For years now, Scotland’s First Minister, Alex Salmond and his Scottish National Party have campaigned for the right to know the country’s viewpoints on the matter – and in the next eight months, the outcome will become a huge lot clearer.

There have been countless debates as to how low the minimum voting age should be, with the majority of people suggesting that it should be the same as current Holyrood and Westminster elections. However, on Thursday the 18th, Scottish residents as young as 16 will go to the poles to vote on whether our country should remain part of the United Kingdom or become independent.

Many advocates of the ‘yes’ campaign are quick to argue that currently, many of the powers to make decisions in Scotland are controlled at Westminster.
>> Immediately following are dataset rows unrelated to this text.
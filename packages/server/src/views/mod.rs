//! Server-rendered HTML pages.

mod entry;
mod get_app;
mod home;
mod script;

pub use entry::{EntryPage, entry_page};
pub use get_app::{get_app_page, sanitize_from};
pub use home::home_page;

use axum::http::StatusCode;
use axum::response::{Html, IntoResponse, Response};

const STYLE: &str = r#"
*{box-sizing:border-box}
body{margin:0;min-height:100vh;background:#0f0f10;color:#fff;font-family:system-ui,-apple-system,sans-serif;line-height:1.5}
main{max-width:720px;margin:0 auto;padding:24px}
a{color:inherit}
.card{border-radius:16px;border:1px solid rgba(255,255,255,.14);background:rgba(255,255,255,.06);padding:18px}
.header{display:flex;gap:16px;justify-content:space-between;align-items:flex-start;flex-wrap:wrap}
.title{margin:0;font-size:26px;font-weight:800}
.sub{margin:6px 0 0;color:rgba(255,255,255,.75)}
.cta{display:grid;gap:10px;min-width:220px}
.btn{display:inline-block;padding:12px 14px;border-radius:12px;border:1px solid rgba(255,255,255,.15);background:rgba(255,255,255,.08);color:#fff;font-weight:700;text-decoration:none;text-align:center;cursor:pointer;font-size:15px}
.btn.primary{background:#fff;color:#111;font-weight:800}
.btn.ghost{background:transparent;border-style:dashed}
.btn.small{padding:10px 12px;font-weight:600;font-size:14px}
.row{display:flex;gap:8px;flex-wrap:wrap}
.hint{color:rgba(255,255,255,.8);font-size:13px;min-height:18px}
.note{color:rgba(255,255,255,.6);font-size:12px}
.section{margin-top:24px}
.h2{font-size:18px;margin:0 0 8px}
.muted{color:rgba(255,255,255,.6)}
.grid{display:grid;grid-template-columns:repeat(auto-fill,minmax(160px,1fr));gap:12px}
.img-card{display:block;text-decoration:none;border-radius:12px;overflow:hidden;border:1px solid rgba(255,255,255,.12)}
.img-card img{display:block;width:100%;height:140px;object-fit:cover}
.caption{padding:6px 8px;font-size:12px;color:rgba(255,255,255,.8);word-break:break-all}
.file-row{display:flex;gap:8px;padding:8px 0;text-decoration:none;border-bottom:1px solid rgba(255,255,255,.08)}
.logo{max-width:160px;max-height:160px;border-radius:12px;margin-top:16px}
.news-row{padding:10px 0;border-bottom:1px solid rgba(255,255,255,.08)}
.news-date{font-size:12px;color:rgba(255,255,255,.6)}
.debug{white-space:pre-wrap;font-size:12px;background:rgba(255,255,255,.06);padding:12px;border-radius:12px;overflow:auto}
.footer{margin-top:32px;font-size:12px;color:rgba(255,255,255,.5);text-align:center}
"#;

/// Full HTML document around `body`.
pub fn layout(title: &str, body: &str) -> String {
    format!(
        "<!DOCTYPE html>\n<html lang=\"de\">\n<head>\n<meta charset=\"utf-8\">\n\
         <meta name=\"viewport\" content=\"width=device-width, initial-scale=1\">\n\
         <title>{}</title>\n<style>{STYLE}</style>\n</head>\n<body>\n{body}\n</body>\n</html>\n",
        escape_html(title)
    )
}

/// Minimal page for failures that are not part of the normal flow.
pub fn error_page(status: StatusCode, message: &str) -> Response {
    let body = format!(
        "<main><div class=\"card\"><h1 class=\"title\">{}</h1><p class=\"sub\">{}</p></div></main>",
        status.as_u16(),
        escape_html(message)
    );
    (status, Html(layout(message, &body))).into_response()
}

pub fn escape_html(input: &str) -> String {
    let mut out = String::with_capacity(input.len());
    for ch in input.chars() {
        match ch {
            '&' => out.push_str("&amp;"),
            '<' => out.push_str("&lt;"),
            '>' => out.push_str("&gt;"),
            '"' => out.push_str("&quot;"),
            '\'' => out.push_str("&#39;"),
            _ => out.push(ch),
        }
    }
    out
}

/// Externally hosted URL for `href`/`src`, restricted to http(s).
///
/// Anything else (`javascript:`, `data:`, garbage) becomes `#`.
pub fn external_url(url: &str) -> String {
    let trimmed = url.trim();
    let lower = trimmed.to_ascii_lowercase();
    if lower.starts_with("https://") || lower.starts_with("http://") {
        escape_html(trimmed)
    } else {
        "#".to_string()
    }
}
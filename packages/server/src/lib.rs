pub mod config;
pub mod error;
pub mod extractors;
pub mod handlers;
pub mod render;
pub mod routes;
pub mod state;
pub mod store;
pub mod utils;
pub mod views;

use std::any::Any;
use std::time::Duration;

use axum::http::{HeaderValue, Method};
use axum::response::{IntoResponse, Response};
use axum::{Json, routing::get};
use tower_http::catch_panic::CatchPanicLayer;
use tower_http::cors::{AllowOrigin, CorsLayer};
use tower_http::trace::TraceLayer;
use utoipa::OpenApi;
use utoipa_axum::router::OpenApiRouter;
use utoipa_scalar::{Scalar, Servable as ScalarServable};

use crate::config::CorsConfig;
use crate::error::AppError;
use crate::state::AppState;

#[derive(OpenApi)]
#[openapi(
    info(
        title = "QR-X Web API",
        version = "1.0.0",
        description = "Public lookup of QR-X entries and their media"
    ),
    tags(
        (name = "QR-X", description = "Entry lookup"),
    ),
)]
struct ApiDoc;

/// Build the application router.
pub fn build_router(state: AppState) -> axum::Router {
    let cors = cors_layer(&state.config.server.cors);

    let (router, api) = OpenApiRouter::with_openapi(ApiDoc::openapi())
        .nest("/api", routes::api_routes())
        .split_for_parts();

    let spec = api.clone();
    router
        .merge(routes::page_routes())
        .with_state(state)
        .route(
            "/api-docs/openapi.json",
            get(move || async move { Json(spec) }),
        )
        .merge(Scalar::with_url("/scalar", api))
        .layer(cors)
        .layer(TraceLayer::new_for_http())
        .layer(CatchPanicLayer::custom(handle_panic))
}

fn cors_layer(config: &CorsConfig) -> CorsLayer {
    let origins: Vec<HeaderValue> = config
        .allow_origins
        .iter()
        .filter_map(|origin| match HeaderValue::from_str(origin) {
            Ok(value) => Some(value),
            Err(_) => {
                tracing::warn!(origin = %origin, "Ignoring invalid CORS origin");
                None
            }
        })
        .collect();

    let allow_origin = if origins.is_empty() {
        AllowOrigin::any()
    } else {
        AllowOrigin::list(origins)
    };

    CorsLayer::new()
        .allow_origin(allow_origin)
        .allow_methods([Method::GET, Method::HEAD])
        .max_age(Duration::from_secs(config.max_age))
}

fn handle_panic(err: Box<dyn Any + Send + 'static>) -> Response {
    let detail = if let Some(s) = err.downcast_ref::<String>() {
        s.clone()
    } else if let Some(s) = err.downcast_ref::<&str>() {
        s.to_string()
    } else {
        "unknown panic payload".to_string()
    };
    AppError::Internal(format!("handler panicked: {detail}")).into_response()
}
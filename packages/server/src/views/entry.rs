use std::fmt::Write;

use common::deep_link::{self, DeepLinkTarget};
use common::{Entry, Media};

use super::script::page_script;
use super::{escape_html, external_url, layout};
use crate::config::LinksConfig;
use crate::render::{DebugPayload, EntryView, FoundModel, RenderOutcome};

/// Inputs of the entry page beyond the render outcome.
pub struct EntryPage<'a> {
    pub outcome: &'a RenderOutcome,
    pub links: &'a LinksConfig,
    /// Show the "app not installed?" download link.
    pub mobile: bool,
}

pub fn entry_page(page: &EntryPage<'_>) -> String {
    let debug = page.outcome.debug.as_ref().map(debug_block).unwrap_or_default();
    match &page.outcome.view {
        EntryView::NotFound => not_found(&debug),
        EntryView::Found(model) => found(page, model, &debug),
    }
}

fn not_found(debug: &str) -> String {
    let body = format!(
        "<main><div class=\"card\">\
         <h1 class=\"title\">404</h1>\
         <p class=\"sub\">QR-X wurde nicht gefunden oder wurde gelöscht.</p>\
         {debug}</div></main>"
    );
    layout("QR-X nicht gefunden", &body)
}

fn found(page: &EntryPage<'_>, model: &FoundModel, debug: &str) -> String {
    let entry = &model.entry;
    let qrx_id = &page.outcome.qrx_id;
    let mut body = String::from("<main>");

    let _ = write!(
        body,
        "<div class=\"header\"><div>\
         <h1 class=\"title\">{}</h1>\
         <p class=\"sub\">Aktuelle Informationen zum QR-X</p></div>\
         <div class=\"cta\">{}</div></div>",
        escape_html(&entry.title),
        actions(page, model),
    );

    body.push_str(debug);

    if let Some(logo) = entry.logo() {
        let _ = write!(
            body,
            "<img class=\"logo\" src=\"{}\" alt=\"Logo\">",
            external_url(logo)
        );
    }

    body.push_str(&description_section(entry));
    body.push_str(&images_section(&model.media.images));
    body.push_str(&files_section(&model.media.files));
    body.push_str(&location_section(entry));
    body.push_str(&news_section(entry));
    body.push_str(&copy_section(page.links, qrx_id));
    body.push_str("<div class=\"footer\">mioseg qr • QR-X Web</div></main>");
    body.push_str(&page_script(page.links.fallback_delay()));

    layout(&entry.title, &body)
}

fn deep_link_button(target: &DeepLinkTarget, class: &str, label: &str) -> String {
    format!(
        "<a class=\"btn {class}\" data-deeplink href=\"{}\" data-fallback=\"{}\">{label}</a>",
        escape_html(&target.scheme_url),
        escape_html(&target.fallback_url),
    )
}

fn actions(page: &EntryPage<'_>, model: &FoundModel) -> String {
    let qrx_id = &page.outcome.qrx_id;
    let mut out = deep_link_button(&model.deep_link, "primary", "In App öffnen");

    if !model.save {
        let save = DeepLinkTarget::for_entry(qrx_id, true);
        out.push_str(&deep_link_button(
            &save,
            "",
            "In App speichern (Updates erhalten)",
        ));
    }

    if let Some(base) = page.links.dev_deep_link_base() {
        for (save, label) in [
            (false, "(DEV) In Expo Go öffnen"),
            (true, "(DEV) In Expo Go speichern"),
        ] {
            let _ = write!(
                out,
                "<a class=\"btn ghost\" data-deeplink href=\"{}\">{label}</a>",
                escape_html(&deep_link::dev_link(base, qrx_id, save)),
            );
        }
    }

    if page.mobile {
        let _ = write!(
            out,
            "<div class=\"hint\">App nicht installiert? <a href=\"{}\">Hier herunterladen</a></div>",
            escape_html(&model.deep_link.fallback_url),
        );
    }
    out
}

fn description_section(entry: &Entry) -> String {
    let text = entry
        .description_text()
        .map(escape_html)
        .unwrap_or_else(|| "Keine Beschreibung vorhanden.".into());
    format!(
        "<section class=\"section\"><h2 class=\"h2\">Beschreibung</h2><p>{text}</p></section>"
    )
}

fn images_section(images: &[Media]) -> String {
    let mut out = String::from("<section class=\"section\"><h2 class=\"h2\">Bilder</h2>");
    if images.is_empty() {
        out.push_str("<p class=\"muted\">Keine Bilder vorhanden.</p>");
    } else {
        out.push_str("<div class=\"grid\">");
        for img in images {
            let url = external_url(&img.url);
            let name = escape_html(&img.filename);
            let _ = write!(
                out,
                "<a class=\"img-card\" href=\"{url}\" target=\"_blank\" rel=\"noreferrer\">\
                 <img src=\"{url}\" alt=\"{name}\"><div class=\"caption\">{name}</div></a>"
            );
        }
        out.push_str("</div>");
    }
    out.push_str("</section>");
    out
}

fn files_section(files: &[Media]) -> String {
    let mut out = String::from("<section class=\"section\"><h2 class=\"h2\">Dateien</h2>");
    if files.is_empty() {
        out.push_str("<p class=\"muted\">Keine Dateien vorhanden.</p>");
    } else {
        out.push_str("<div>");
        for file in files {
            let _ = write!(
                out,
                "<a class=\"file-row\" href=\"{}\" target=\"_blank\" rel=\"noreferrer\">\
                 <span>•</span><span>{}</span></a>",
                external_url(&file.url),
                escape_html(&file.filename),
            );
        }
        out.push_str("</div>");
    }
    out.push_str("</section>");
    out
}

fn location_section(entry: &Entry) -> String {
    let name = entry
        .location_text()
        .map(escape_html)
        .unwrap_or_else(|| "Kein Ort hinterlegt.".into());
    let mut out = format!(
        "<section class=\"section\"><h2 class=\"h2\">Standort</h2><p>{name}</p>"
    );
    if let Some((lat, lng)) = entry.coordinates() {
        let _ = write!(
            out,
            "<a class=\"btn small\" href=\"https://www.google.com/maps?q={lat},{lng}\" \
             target=\"_blank\" rel=\"noreferrer\">Standort in Google Maps öffnen</a>"
        );
    }
    out.push_str("</section>");
    out
}

fn news_section(entry: &Entry) -> String {
    let mut out =
        String::from("<section class=\"section\"><h2 class=\"h2\">News &amp; Aktualisierungen</h2>");
    if entry.news.is_empty() {
        out.push_str("<p class=\"muted\">Noch keine News vorhanden.</p>");
    } else {
        out.push_str("<div class=\"card\">");
        for item in &entry.news {
            let _ = write!(
                out,
                "<div class=\"news-row\"><div>{}</div><div class=\"news-date\">{}</div></div>",
                escape_html(&item.text),
                escape_html(&item.created_at_display()),
            );
        }
        out.push_str("</div>");
    }
    out.push_str("</section>");
    out
}

fn copy_section(links: &LinksConfig, qrx_id: &str) -> String {
    let web = deep_link::web_link(links.web_base.trim(), qrx_id);
    let token = deep_link::qrx_token(qrx_id);
    format!(
        "<section class=\"section\"><div class=\"row\">\
         <button class=\"btn small\" data-copy=\"{}\">Web-Link kopieren</button>\
         <button class=\"btn small\" data-copy=\"{token_attr}\">QR-X Key kopieren ({token_attr})</button>\
         </div><div id=\"copyHint\" class=\"hint\"></div>\
         <p class=\"note\">Hinweis: „In App speichern“ sorgt dafür, dass die App intern \
         <b>{token_attr}</b> speichert – dadurch bekommt der Nutzer Updates.</p></section>",
        escape_html(&web),
        token_attr = escape_html(&token),
    )
}

fn debug_block(payload: &DebugPayload) -> String {
    let json = serde_json::to_string_pretty(payload).unwrap_or_default();
    format!("<pre class=\"debug\">{}</pre>", escape_html(&json))
}
use std::sync::Arc;

use anyhow::Context;
use tracing::{info, warn};
use tracing_subscriber::EnvFilter;

use server::config::AppConfig;
use server::state::AppState;
use server::store::{QrxStore, SupabaseStore};

#[tokio::main]
async fn main() -> anyhow::Result<()> {
    tracing_subscriber::fmt()
        .with_env_filter(
            EnvFilter::try_from_default_env().unwrap_or_else(|_| EnvFilter::new("info")),
        )
        .with_target(false)
        .init();

    let config = AppConfig::load().context("Failed to load config")?;

    let store: Option<Arc<dyn QrxStore>> = match config.supabase.validate() {
        Ok(settings) => {
            info!(url = %settings.url, "Data service configured");
            let store = SupabaseStore::new(&settings).context("Failed to build HTTP client")?;
            Some(Arc::new(store) as Arc<dyn QrxStore>)
        }
        Err(missing) => {
            warn!(
                missing = ?missing,
                "Data service not configured; lookups will answer 'Server not configured'"
            );
            None
        }
    };

    let presence = config.presence();
    info!(
        android_url = presence.android_url,
        ios_url = presence.ios_url,
        dev_deep_link_base = presence.dev_deep_link_base,
        fallback_delay_ms = config.links.fallback_delay_ms,
        "Links configured"
    );

    let addr = format!("{}:{}", config.server.host, config.server.port);
    let app = server::build_router(AppState::new(config, store));

    let listener = tokio::net::TcpListener::bind(&addr)
        .await
        .with_context(|| format!("Failed to bind {addr}"))?;
    info!("Server running at http://{}", listener.local_addr()?);

    axum::serve(listener, app).await?;

    Ok(())
}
By selecting independence, as a nation we would be able to make all decisions at Holyrood. It could therefore be argued that Scotland would become154151341-598x400 a more stable and secure nation and even a force to be reckoned with.

On the other hand, numerous people are of the opinion that by becoming independent, Scotland could lose global presence and influence it presently obtains as a United Kingdom. Furthermore, Scotland does not have military strength – so the decision to depart with the rest of Britain could lead to many attacks which the country would not be prepared to deal with.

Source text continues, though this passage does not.